### Information shown
===============

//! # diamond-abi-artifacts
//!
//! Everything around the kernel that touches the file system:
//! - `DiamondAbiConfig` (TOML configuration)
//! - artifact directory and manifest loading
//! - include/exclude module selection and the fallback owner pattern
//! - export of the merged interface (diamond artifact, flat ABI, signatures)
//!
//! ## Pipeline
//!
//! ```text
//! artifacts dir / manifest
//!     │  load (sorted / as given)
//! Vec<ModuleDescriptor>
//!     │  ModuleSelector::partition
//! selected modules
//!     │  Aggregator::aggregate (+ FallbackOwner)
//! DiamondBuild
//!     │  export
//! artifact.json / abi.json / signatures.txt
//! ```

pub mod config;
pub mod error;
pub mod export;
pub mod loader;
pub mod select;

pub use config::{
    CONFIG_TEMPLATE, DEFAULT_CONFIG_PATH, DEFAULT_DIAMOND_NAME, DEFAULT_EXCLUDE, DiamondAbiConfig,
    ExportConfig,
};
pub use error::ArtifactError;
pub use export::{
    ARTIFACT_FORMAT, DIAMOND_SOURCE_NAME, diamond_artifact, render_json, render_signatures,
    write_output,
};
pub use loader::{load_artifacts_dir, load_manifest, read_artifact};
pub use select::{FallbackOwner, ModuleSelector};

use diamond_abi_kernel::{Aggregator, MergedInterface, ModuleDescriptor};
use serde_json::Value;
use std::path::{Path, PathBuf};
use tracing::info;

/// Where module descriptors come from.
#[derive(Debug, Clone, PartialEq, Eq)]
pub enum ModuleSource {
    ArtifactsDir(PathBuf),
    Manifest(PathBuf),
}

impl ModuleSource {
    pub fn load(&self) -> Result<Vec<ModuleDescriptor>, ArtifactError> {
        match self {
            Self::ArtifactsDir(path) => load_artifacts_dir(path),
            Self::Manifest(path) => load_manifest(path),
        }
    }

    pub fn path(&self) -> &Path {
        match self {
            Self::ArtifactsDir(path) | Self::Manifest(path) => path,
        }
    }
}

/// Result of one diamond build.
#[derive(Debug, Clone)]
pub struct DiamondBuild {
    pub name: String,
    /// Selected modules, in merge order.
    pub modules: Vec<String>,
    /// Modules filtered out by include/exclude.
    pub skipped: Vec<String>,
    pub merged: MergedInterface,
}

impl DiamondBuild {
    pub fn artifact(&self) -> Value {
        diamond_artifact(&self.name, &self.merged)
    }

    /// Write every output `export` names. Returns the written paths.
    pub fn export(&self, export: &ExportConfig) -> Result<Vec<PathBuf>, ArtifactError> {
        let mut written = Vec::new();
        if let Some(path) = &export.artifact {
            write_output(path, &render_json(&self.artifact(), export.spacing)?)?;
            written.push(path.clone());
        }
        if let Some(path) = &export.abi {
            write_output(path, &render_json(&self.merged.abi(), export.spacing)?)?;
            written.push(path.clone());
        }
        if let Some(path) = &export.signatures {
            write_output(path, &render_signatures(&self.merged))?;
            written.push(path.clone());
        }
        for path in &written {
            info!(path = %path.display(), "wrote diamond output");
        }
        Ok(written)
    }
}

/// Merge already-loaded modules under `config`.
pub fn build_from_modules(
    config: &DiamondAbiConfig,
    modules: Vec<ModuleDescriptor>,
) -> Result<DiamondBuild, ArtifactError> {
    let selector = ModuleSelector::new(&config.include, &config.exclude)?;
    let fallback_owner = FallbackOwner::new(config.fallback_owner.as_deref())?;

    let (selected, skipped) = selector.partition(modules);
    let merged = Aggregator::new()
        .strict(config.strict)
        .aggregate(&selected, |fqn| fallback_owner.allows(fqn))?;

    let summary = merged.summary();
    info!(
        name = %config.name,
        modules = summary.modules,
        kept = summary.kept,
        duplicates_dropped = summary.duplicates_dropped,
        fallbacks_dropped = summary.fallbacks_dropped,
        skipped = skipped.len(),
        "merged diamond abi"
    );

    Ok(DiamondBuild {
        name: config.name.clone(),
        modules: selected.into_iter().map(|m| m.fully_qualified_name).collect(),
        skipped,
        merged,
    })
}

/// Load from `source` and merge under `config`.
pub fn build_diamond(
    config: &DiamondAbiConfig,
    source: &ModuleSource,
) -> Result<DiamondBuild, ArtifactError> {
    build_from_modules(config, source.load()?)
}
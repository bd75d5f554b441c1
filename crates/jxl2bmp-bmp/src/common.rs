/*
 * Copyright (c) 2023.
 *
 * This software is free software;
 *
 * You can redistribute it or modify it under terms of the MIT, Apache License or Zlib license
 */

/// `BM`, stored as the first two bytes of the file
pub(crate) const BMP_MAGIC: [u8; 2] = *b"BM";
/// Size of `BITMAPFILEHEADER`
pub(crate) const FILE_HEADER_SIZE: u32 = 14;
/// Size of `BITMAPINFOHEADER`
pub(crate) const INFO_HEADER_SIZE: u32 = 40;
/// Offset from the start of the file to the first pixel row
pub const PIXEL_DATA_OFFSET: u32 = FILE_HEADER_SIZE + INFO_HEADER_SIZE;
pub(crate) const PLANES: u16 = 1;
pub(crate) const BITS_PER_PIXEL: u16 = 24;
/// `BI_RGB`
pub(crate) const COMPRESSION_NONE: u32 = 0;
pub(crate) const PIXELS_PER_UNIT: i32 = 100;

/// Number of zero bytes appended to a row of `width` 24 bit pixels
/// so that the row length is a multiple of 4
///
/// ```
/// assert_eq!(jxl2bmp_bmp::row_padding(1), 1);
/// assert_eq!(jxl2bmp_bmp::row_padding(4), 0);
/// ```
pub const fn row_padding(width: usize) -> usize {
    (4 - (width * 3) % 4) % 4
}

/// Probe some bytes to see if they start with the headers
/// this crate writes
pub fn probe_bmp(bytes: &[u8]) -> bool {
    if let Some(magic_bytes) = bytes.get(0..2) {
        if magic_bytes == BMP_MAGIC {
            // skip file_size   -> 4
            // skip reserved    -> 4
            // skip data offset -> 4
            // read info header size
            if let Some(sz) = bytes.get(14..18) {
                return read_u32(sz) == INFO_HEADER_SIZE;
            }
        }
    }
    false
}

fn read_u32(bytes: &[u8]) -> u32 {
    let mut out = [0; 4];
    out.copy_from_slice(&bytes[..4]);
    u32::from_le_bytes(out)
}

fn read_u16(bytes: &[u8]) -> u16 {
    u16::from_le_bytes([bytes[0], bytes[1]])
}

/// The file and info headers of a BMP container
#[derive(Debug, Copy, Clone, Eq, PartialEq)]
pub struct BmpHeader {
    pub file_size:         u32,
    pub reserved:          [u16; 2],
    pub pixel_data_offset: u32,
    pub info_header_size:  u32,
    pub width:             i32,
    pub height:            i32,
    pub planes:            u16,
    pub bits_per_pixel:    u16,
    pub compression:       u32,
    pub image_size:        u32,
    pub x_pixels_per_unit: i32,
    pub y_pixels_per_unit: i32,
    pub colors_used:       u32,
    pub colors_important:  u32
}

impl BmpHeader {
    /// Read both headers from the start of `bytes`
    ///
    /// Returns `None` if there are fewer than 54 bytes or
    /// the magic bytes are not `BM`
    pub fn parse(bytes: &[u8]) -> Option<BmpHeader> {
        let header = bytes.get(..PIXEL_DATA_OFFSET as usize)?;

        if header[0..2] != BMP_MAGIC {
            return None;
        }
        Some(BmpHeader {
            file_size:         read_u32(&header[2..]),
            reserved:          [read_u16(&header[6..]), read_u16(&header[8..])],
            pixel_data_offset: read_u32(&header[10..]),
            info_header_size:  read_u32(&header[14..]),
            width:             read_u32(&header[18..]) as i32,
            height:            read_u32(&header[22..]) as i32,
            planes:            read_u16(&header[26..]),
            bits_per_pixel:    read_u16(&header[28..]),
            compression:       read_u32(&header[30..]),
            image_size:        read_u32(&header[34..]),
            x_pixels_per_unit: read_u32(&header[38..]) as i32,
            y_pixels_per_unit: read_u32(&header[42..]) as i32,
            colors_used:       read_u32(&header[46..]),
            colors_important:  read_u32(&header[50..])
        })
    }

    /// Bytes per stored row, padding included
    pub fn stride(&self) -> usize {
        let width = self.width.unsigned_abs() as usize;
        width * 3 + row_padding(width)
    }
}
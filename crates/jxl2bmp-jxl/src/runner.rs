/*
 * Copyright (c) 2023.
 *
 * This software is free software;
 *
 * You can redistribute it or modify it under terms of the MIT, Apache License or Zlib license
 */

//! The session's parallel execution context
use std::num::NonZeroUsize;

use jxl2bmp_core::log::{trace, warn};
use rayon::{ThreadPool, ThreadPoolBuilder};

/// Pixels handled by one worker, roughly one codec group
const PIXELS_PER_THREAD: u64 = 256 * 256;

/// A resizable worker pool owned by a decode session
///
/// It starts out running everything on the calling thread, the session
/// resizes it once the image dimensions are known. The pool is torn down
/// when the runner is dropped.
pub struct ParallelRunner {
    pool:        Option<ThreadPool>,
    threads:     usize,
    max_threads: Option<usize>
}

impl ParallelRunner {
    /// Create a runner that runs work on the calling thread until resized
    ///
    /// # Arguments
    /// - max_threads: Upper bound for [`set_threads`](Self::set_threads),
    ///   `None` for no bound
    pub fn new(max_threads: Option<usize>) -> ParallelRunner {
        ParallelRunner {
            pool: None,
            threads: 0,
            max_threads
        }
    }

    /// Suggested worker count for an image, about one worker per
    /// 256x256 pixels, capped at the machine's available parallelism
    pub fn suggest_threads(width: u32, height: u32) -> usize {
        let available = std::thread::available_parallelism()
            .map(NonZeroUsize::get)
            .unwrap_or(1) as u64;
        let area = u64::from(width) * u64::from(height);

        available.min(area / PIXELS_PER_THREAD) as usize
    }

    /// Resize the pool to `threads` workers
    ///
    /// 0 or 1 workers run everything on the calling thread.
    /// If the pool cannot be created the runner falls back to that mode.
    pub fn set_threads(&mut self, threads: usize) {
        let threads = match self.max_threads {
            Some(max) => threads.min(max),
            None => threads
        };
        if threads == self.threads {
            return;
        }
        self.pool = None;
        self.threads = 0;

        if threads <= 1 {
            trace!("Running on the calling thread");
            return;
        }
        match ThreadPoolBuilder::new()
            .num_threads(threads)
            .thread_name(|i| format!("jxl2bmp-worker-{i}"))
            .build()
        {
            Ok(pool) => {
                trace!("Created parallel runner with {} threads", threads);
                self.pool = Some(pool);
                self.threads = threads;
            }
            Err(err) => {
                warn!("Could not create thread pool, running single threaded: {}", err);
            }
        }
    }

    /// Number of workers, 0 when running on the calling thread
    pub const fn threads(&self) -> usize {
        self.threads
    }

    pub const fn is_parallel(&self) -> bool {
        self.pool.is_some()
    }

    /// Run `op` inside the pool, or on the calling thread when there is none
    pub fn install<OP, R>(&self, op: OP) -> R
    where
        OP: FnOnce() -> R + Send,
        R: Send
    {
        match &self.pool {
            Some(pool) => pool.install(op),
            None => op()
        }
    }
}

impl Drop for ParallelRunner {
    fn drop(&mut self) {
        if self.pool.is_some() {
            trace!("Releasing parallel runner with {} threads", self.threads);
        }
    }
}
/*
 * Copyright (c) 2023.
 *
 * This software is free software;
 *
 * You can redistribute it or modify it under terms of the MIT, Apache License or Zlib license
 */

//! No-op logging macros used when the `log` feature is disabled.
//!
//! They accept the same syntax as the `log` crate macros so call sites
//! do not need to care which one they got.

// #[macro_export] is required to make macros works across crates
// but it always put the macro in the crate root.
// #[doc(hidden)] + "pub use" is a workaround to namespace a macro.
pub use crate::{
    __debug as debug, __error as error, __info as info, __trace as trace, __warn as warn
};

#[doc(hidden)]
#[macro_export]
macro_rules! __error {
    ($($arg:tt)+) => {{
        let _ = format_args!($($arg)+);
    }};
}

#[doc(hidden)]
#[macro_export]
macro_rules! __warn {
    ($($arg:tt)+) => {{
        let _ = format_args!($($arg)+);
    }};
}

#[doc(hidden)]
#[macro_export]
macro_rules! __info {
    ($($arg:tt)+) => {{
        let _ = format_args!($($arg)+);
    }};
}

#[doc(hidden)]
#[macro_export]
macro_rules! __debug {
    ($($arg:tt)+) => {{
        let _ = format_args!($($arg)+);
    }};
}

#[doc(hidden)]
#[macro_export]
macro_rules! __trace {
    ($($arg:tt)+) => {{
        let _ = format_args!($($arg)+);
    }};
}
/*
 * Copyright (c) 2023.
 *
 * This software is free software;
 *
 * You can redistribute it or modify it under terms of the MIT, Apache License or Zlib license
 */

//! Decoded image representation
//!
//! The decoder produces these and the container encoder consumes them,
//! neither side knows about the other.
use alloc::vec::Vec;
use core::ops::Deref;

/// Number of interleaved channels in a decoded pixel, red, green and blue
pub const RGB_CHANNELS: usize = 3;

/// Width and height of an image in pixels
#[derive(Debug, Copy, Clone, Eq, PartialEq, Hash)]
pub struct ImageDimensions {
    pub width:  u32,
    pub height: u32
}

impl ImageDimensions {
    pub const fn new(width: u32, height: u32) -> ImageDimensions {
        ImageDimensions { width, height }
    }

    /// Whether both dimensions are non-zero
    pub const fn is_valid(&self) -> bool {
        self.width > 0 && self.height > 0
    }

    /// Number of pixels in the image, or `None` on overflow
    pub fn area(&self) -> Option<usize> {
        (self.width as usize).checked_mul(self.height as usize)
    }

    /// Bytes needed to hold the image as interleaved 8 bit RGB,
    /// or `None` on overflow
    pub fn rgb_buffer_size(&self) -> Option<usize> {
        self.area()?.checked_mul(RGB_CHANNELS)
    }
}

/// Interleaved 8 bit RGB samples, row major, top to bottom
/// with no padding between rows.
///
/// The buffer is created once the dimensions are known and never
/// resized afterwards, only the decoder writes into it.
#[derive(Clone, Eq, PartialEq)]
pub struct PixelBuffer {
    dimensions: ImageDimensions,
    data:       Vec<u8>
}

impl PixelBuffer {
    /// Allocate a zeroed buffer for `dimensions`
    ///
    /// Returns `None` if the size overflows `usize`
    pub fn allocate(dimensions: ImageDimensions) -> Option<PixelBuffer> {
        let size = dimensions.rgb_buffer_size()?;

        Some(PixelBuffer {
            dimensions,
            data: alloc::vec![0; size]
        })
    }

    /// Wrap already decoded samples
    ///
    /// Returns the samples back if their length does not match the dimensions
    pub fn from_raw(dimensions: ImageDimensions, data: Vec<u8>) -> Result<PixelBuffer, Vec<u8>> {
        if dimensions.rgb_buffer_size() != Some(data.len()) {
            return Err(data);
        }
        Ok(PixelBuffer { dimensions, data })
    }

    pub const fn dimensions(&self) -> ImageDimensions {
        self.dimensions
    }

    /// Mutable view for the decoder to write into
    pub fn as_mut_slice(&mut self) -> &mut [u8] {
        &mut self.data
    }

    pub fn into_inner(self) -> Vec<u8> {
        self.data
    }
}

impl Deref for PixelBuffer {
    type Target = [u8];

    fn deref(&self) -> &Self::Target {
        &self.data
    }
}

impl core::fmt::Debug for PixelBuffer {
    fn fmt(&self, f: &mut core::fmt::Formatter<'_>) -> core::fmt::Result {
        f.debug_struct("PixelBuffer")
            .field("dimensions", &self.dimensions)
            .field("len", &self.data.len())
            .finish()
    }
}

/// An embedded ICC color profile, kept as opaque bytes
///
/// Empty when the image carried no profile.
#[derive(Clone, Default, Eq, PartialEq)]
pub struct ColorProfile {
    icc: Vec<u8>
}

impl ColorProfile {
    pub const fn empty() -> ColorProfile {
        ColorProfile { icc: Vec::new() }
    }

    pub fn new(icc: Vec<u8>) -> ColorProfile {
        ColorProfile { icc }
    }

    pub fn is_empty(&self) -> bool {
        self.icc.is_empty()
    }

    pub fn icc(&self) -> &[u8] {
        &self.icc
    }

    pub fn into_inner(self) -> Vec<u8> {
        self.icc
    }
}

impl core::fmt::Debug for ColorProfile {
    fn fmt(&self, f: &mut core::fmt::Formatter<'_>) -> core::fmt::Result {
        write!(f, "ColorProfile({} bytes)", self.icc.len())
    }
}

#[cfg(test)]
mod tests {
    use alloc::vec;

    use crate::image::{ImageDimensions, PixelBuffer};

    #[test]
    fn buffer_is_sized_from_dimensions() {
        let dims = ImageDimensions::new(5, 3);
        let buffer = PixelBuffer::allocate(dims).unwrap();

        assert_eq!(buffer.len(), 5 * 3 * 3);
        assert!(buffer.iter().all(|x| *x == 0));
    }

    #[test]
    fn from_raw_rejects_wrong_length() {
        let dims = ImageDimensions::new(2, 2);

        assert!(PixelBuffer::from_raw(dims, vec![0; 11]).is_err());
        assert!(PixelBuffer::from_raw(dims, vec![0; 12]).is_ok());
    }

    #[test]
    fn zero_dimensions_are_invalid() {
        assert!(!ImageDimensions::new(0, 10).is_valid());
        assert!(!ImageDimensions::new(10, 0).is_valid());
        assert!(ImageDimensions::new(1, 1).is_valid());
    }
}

===============

Within the material above, transcribe exactly the lines that run from the line holding "pub(crate) const FILE_HEADER_SIZE: u32 = 14;" through the line holding "the magic bytes".

pub(crate) const FILE_HEADER_SIZE: u32 = 14;
/// Size of `BITMAPINFOHEADER`
pub(crate) const INFO_HEADER_SIZE: u32 = 40;
/// Offset from the start of the file to the first pixel row
pub const PIXEL_DATA_OFFSET: u32 = FILE_HEADER_SIZE + INFO_HEADER_SIZE;
pub(crate) const PLANES: u16 = 1;
pub(crate) const BITS_PER_PIXEL: u16 = 24;
/// `BI_RGB`
pub(crate) const COMPRESSION_NONE: u32 = 0;
pub(crate) const PIXELS_PER_UNIT: i32 = 100;

/// Number of zero bytes appended to a row of `width` 24 bit pixels
/// so that the row length is a multiple of 4
///
/// ```
/// assert_eq!(jxl2bmp_bmp::row_padding(1), 1);
/// assert_eq!(jxl2bmp_bmp::row_padding(4), 0);
/// ```
pub const fn row_padding(width: usize) -> usize {
    (4 - (width * 3) % 4) % 4
}

/// Probe some bytes to see if they start with the headers
/// this crate writes
pub fn probe_bmp(bytes: &[u8]) -> bool {
    if let Some(magic_bytes) = bytes.get(0..2) {
        if magic_bytes == BMP_MAGIC {
            // skip file_size   -> 4
            // skip reserved    -> 4
            // skip data offset -> 4
            // read info header size
            if let Some(sz) = bytes.get(14..18) {
                return read_u32(sz) == INFO_HEADER_SIZE;
            }
        }
    }
    false
}

fn read_u32(bytes: &[u8]) -> u32 {
    let mut out = [0; 4];
    out.copy_from_slice(&bytes[..4]);
    u32::from_le_bytes(out)
}

fn read_u16(bytes: &[u8]) -> u16 {
    u16::from_le_bytes([bytes[0], bytes[1]])
}

/// The file and info headers of a BMP container
#[derive(Debug, Copy, Clone, Eq, PartialEq)]
pub struct BmpHeader {
    pub file_size:         u32,
    pub reserved:          [u16; 2],
    pub pixel_data_offset: u32,
    pub info_header_size:  u32,
    pub width:             i32,
    pub height:            i32,
    pub planes:            u16,
    pub bits_per_pixel:    u16,
    pub compression:       u32,
    pub image_size:        u32,
    pub x_pixels_per_unit: i32,
    pub y_pixels_per_unit: i32,
    pub colors_used:       u32,
    pub colors_important:  u32
}

impl BmpHeader {
    /// Read both headers from the start of `bytes`
    ///
    /// Returns `None` if there are fewer than 54 bytes or
    /// the magic bytes are not `BM`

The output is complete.